How to complete this task: If a line of the data below contains the string "kind", count it, then state the total alone.

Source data
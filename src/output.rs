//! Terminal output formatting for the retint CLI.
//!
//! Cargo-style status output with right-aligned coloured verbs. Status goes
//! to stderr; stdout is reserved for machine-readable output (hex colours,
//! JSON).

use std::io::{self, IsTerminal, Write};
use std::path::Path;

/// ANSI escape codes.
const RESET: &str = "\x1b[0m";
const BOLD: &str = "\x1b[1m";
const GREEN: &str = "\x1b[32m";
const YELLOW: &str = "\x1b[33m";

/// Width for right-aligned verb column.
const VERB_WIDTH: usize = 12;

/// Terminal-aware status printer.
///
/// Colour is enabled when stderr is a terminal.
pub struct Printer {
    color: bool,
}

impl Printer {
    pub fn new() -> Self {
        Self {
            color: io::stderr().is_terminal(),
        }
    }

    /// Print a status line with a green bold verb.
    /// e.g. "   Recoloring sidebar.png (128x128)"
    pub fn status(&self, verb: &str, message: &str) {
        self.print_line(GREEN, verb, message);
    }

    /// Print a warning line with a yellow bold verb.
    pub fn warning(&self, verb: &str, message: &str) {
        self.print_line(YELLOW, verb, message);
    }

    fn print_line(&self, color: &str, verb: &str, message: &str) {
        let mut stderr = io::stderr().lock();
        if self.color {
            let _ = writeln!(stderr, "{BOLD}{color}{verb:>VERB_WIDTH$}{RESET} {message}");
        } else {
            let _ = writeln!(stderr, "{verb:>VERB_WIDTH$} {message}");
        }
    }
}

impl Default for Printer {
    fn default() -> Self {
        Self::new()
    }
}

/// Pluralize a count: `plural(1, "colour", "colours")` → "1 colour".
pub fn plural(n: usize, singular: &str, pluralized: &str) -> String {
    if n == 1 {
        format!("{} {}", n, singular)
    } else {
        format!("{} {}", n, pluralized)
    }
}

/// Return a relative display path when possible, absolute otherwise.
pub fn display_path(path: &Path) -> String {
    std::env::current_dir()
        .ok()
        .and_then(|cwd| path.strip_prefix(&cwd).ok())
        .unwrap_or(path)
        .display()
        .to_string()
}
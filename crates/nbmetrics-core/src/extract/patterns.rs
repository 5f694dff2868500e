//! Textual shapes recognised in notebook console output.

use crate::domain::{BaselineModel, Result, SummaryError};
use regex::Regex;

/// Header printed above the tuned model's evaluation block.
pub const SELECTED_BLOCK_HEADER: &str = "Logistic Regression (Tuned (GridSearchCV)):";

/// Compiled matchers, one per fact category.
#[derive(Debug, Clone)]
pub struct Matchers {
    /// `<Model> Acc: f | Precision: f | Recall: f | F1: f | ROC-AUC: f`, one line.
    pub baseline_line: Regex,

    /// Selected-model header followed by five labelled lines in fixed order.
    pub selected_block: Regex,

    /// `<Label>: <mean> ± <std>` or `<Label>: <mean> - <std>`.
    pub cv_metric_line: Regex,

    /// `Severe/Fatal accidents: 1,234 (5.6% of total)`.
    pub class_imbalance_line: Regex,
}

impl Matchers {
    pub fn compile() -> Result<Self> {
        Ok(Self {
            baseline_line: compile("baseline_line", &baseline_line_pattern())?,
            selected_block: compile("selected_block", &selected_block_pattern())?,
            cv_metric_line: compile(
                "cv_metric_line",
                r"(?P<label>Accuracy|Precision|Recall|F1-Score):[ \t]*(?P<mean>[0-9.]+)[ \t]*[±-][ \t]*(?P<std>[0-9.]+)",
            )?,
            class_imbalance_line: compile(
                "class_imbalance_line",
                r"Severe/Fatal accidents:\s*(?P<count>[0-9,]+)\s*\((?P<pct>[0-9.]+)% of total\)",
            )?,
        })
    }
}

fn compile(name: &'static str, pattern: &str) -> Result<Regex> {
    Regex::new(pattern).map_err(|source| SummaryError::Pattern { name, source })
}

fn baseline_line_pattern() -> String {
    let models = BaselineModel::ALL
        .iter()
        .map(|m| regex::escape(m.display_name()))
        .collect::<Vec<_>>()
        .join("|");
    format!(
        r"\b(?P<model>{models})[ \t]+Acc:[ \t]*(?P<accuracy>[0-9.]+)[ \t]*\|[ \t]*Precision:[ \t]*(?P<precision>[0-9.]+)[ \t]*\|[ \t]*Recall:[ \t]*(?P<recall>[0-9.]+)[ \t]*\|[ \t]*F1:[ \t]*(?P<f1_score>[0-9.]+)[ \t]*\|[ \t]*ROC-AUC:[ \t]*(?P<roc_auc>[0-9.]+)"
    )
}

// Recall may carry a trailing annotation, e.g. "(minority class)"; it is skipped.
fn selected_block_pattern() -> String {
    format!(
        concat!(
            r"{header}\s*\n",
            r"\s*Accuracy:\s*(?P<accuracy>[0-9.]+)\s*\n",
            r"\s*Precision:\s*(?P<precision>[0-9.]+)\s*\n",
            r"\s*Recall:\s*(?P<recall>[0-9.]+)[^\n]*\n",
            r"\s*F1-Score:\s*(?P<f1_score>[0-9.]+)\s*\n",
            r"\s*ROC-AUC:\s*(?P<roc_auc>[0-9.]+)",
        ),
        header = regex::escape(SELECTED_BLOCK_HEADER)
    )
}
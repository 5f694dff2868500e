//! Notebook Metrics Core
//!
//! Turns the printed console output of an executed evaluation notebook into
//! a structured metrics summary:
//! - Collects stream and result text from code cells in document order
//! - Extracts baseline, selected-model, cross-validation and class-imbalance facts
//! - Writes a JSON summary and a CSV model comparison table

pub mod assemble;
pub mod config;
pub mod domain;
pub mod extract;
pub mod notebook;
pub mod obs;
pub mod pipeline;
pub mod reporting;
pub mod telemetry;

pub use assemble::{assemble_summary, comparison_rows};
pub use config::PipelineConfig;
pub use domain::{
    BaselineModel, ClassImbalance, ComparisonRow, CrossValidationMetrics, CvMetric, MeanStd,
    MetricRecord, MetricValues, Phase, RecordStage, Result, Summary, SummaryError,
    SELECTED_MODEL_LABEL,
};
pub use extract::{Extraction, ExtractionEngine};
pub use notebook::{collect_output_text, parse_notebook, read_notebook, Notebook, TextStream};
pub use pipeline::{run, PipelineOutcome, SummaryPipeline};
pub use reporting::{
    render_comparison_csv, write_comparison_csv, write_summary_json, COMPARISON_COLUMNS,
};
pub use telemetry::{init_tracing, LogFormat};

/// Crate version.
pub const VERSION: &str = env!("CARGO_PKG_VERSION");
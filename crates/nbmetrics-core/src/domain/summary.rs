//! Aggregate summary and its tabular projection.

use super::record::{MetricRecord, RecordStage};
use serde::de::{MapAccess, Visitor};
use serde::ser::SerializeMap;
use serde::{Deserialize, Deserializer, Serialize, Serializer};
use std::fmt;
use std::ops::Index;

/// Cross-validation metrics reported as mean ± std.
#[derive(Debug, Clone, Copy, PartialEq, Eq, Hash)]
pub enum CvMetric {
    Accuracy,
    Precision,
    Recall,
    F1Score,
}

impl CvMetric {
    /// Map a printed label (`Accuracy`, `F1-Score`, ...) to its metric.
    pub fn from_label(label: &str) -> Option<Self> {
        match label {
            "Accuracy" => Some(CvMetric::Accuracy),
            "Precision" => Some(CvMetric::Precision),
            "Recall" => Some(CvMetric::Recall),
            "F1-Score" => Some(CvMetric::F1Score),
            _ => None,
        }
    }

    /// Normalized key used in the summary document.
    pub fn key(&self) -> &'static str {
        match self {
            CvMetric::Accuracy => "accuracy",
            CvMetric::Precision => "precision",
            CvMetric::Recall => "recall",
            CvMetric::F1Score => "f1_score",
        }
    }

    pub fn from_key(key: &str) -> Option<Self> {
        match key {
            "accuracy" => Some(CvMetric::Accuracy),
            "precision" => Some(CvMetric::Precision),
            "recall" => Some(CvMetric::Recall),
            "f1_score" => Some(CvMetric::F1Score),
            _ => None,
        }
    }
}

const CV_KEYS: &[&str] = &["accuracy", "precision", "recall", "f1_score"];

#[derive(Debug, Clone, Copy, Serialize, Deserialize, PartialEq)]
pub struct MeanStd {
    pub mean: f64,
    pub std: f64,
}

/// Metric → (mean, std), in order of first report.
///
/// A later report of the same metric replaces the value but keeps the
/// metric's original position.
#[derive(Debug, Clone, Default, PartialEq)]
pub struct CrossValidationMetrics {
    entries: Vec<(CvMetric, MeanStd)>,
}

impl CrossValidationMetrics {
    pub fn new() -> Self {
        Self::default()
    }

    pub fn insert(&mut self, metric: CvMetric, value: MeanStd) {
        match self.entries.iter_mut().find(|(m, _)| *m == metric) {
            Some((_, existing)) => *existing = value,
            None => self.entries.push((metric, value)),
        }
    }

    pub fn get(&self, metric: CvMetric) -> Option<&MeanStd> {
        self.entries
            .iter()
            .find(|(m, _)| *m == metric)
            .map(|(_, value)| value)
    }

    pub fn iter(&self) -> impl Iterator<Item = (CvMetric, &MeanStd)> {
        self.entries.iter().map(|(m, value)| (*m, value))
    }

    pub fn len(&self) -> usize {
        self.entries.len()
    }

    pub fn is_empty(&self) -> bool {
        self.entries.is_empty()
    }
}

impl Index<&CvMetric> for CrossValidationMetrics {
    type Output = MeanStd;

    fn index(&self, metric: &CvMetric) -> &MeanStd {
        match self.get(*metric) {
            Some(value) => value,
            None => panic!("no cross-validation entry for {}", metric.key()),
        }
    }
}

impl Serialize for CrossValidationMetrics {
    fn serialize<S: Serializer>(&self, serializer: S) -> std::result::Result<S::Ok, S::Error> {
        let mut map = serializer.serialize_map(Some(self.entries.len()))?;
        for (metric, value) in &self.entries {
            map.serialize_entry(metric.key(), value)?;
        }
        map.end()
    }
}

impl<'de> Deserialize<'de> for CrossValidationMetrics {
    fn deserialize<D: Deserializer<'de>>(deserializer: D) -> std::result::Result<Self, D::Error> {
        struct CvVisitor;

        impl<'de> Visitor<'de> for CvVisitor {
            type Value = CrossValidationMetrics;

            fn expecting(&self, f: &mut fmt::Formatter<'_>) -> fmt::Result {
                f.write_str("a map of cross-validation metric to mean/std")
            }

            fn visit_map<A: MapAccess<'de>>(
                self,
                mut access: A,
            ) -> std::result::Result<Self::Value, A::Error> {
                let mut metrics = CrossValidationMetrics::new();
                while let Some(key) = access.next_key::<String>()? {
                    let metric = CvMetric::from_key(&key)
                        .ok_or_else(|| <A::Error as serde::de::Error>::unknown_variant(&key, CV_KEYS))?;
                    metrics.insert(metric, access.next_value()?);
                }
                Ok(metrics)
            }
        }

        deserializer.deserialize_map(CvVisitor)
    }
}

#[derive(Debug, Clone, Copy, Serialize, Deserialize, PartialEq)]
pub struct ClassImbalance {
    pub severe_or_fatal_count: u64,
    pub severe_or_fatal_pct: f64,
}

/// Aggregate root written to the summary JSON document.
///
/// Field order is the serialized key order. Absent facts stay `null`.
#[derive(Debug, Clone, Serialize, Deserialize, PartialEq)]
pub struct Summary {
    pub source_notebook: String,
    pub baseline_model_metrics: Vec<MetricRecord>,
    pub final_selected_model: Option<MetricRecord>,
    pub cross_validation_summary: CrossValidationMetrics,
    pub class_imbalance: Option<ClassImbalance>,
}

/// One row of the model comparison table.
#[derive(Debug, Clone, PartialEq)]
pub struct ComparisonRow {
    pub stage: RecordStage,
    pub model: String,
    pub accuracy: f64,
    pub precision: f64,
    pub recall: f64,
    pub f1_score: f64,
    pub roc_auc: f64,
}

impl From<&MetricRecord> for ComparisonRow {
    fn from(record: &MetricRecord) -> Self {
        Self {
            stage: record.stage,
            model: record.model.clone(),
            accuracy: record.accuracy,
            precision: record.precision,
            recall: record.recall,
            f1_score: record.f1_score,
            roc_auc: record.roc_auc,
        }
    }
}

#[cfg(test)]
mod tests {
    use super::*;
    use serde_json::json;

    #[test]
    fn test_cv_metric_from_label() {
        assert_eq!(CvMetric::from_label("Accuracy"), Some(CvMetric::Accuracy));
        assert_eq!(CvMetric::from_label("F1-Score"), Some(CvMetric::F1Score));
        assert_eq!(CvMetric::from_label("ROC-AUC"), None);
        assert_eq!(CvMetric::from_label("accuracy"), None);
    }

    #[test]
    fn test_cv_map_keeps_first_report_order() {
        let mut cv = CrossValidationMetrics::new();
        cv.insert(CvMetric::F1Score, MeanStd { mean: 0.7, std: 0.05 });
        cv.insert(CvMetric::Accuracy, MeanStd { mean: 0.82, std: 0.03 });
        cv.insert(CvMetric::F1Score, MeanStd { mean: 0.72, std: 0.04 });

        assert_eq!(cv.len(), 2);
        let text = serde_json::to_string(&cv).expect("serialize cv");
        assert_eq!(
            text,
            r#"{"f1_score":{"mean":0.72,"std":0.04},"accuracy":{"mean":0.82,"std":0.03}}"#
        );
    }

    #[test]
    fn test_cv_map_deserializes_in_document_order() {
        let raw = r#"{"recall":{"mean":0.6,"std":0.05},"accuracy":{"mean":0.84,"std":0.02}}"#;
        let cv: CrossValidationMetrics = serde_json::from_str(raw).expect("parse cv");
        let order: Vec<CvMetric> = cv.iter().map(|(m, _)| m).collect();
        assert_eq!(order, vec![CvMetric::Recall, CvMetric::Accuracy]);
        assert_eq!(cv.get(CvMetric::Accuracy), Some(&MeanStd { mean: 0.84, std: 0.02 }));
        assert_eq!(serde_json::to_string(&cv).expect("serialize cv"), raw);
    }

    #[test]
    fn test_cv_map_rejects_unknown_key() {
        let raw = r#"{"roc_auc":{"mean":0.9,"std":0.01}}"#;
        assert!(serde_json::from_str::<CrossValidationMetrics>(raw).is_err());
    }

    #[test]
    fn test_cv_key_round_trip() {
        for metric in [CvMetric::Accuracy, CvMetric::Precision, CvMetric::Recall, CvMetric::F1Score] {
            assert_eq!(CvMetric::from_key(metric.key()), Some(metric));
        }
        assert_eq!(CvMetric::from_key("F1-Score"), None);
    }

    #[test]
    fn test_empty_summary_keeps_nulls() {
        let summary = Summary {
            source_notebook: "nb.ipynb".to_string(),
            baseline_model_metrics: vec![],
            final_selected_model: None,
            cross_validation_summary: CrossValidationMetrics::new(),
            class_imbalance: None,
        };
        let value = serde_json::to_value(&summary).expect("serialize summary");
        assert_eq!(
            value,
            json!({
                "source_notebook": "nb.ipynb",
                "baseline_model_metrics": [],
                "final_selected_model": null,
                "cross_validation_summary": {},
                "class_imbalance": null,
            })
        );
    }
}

--

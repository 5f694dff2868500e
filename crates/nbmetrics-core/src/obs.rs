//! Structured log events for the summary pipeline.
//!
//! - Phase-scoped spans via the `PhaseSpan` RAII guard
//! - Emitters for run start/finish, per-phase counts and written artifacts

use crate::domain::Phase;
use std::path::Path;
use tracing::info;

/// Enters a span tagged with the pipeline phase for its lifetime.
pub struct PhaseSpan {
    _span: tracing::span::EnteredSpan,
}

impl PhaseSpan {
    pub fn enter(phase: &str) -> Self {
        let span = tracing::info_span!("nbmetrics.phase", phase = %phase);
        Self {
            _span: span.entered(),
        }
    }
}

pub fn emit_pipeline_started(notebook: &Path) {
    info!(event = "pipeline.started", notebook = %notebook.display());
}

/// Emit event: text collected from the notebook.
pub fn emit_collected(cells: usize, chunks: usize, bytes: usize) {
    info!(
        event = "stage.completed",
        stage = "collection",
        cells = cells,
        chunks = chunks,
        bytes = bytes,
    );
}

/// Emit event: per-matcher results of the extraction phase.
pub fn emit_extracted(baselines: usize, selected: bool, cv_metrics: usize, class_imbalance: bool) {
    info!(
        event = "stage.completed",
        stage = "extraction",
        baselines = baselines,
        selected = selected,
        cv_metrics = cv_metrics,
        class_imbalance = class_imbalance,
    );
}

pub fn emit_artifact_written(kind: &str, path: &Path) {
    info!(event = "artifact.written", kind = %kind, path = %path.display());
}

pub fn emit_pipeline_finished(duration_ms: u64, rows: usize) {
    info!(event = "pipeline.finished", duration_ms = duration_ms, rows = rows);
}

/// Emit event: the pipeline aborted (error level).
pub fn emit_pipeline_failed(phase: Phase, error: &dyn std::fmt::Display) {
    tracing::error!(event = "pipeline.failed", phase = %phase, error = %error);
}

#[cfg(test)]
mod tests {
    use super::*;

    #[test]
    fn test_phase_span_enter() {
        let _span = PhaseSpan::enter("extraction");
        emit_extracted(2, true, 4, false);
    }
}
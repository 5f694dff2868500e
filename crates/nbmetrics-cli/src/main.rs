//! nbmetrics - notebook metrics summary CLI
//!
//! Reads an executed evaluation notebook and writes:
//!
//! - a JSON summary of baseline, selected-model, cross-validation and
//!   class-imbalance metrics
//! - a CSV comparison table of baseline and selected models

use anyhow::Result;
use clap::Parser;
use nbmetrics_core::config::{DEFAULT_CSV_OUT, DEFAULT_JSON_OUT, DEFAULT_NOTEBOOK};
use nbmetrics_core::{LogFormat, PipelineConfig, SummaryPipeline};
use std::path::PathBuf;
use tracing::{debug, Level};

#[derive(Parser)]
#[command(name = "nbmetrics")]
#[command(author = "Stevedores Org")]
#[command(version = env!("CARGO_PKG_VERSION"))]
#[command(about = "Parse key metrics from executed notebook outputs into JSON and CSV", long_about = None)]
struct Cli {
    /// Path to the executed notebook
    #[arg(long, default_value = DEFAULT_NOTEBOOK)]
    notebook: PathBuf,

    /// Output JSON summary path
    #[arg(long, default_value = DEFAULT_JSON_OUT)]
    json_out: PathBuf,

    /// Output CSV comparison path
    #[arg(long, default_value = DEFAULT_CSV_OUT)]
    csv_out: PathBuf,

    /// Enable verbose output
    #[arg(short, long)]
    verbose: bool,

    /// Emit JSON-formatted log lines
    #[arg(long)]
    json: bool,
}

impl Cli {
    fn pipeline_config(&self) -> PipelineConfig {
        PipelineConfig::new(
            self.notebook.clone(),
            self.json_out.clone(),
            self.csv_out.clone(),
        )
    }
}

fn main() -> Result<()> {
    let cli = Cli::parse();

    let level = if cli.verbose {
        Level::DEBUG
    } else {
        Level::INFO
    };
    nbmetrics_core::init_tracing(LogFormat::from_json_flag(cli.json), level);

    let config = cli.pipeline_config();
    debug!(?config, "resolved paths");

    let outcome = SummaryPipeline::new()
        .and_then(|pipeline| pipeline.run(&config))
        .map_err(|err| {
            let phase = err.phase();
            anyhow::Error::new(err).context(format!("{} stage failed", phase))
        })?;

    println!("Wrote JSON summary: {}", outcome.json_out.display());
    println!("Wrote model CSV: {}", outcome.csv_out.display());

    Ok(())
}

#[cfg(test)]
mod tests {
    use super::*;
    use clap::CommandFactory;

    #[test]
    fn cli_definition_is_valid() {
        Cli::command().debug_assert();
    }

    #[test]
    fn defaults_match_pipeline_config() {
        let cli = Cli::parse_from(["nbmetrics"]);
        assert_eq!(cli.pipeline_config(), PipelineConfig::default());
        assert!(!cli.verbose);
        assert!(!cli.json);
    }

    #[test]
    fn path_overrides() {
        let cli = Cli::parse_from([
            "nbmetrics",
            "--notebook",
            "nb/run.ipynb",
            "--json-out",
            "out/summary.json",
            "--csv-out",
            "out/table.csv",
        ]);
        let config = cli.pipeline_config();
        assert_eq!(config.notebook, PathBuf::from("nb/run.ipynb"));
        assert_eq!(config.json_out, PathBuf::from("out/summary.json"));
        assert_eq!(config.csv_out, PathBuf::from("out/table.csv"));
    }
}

--

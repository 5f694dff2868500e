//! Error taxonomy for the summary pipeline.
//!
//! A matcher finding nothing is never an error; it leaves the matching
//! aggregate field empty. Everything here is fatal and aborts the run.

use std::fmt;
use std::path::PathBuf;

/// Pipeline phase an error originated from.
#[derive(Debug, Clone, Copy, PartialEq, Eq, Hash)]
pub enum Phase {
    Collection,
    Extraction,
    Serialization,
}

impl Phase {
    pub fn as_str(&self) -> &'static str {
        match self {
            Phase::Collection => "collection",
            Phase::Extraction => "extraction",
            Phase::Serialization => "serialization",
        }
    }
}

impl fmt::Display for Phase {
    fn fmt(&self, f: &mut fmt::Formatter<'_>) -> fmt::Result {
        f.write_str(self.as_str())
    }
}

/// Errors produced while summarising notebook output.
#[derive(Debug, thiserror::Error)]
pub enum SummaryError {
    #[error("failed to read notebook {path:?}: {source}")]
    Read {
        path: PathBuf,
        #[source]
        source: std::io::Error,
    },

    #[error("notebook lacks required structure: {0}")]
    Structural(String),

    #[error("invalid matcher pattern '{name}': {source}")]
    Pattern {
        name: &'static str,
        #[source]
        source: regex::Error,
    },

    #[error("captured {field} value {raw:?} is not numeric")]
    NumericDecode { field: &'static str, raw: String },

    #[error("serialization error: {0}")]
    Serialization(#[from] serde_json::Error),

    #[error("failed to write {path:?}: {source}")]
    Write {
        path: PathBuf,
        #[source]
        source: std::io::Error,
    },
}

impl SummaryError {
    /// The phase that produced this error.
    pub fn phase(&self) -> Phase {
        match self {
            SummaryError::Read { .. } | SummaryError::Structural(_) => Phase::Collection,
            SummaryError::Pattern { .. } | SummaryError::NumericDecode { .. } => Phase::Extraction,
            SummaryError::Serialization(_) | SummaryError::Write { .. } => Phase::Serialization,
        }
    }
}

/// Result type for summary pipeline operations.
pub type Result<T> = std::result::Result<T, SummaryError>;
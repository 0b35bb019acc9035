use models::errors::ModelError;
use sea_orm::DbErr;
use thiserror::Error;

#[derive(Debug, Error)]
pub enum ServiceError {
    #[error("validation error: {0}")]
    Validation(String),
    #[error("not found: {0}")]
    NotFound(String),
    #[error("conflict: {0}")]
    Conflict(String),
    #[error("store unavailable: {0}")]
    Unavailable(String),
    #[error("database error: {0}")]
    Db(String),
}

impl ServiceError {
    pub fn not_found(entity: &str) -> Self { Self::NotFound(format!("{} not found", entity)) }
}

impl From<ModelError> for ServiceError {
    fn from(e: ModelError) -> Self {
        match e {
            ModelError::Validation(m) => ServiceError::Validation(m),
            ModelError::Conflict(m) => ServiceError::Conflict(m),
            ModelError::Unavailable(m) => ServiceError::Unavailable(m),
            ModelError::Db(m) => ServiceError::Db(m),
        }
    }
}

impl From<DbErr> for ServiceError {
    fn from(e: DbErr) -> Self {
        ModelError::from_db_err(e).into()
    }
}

Answer box: 2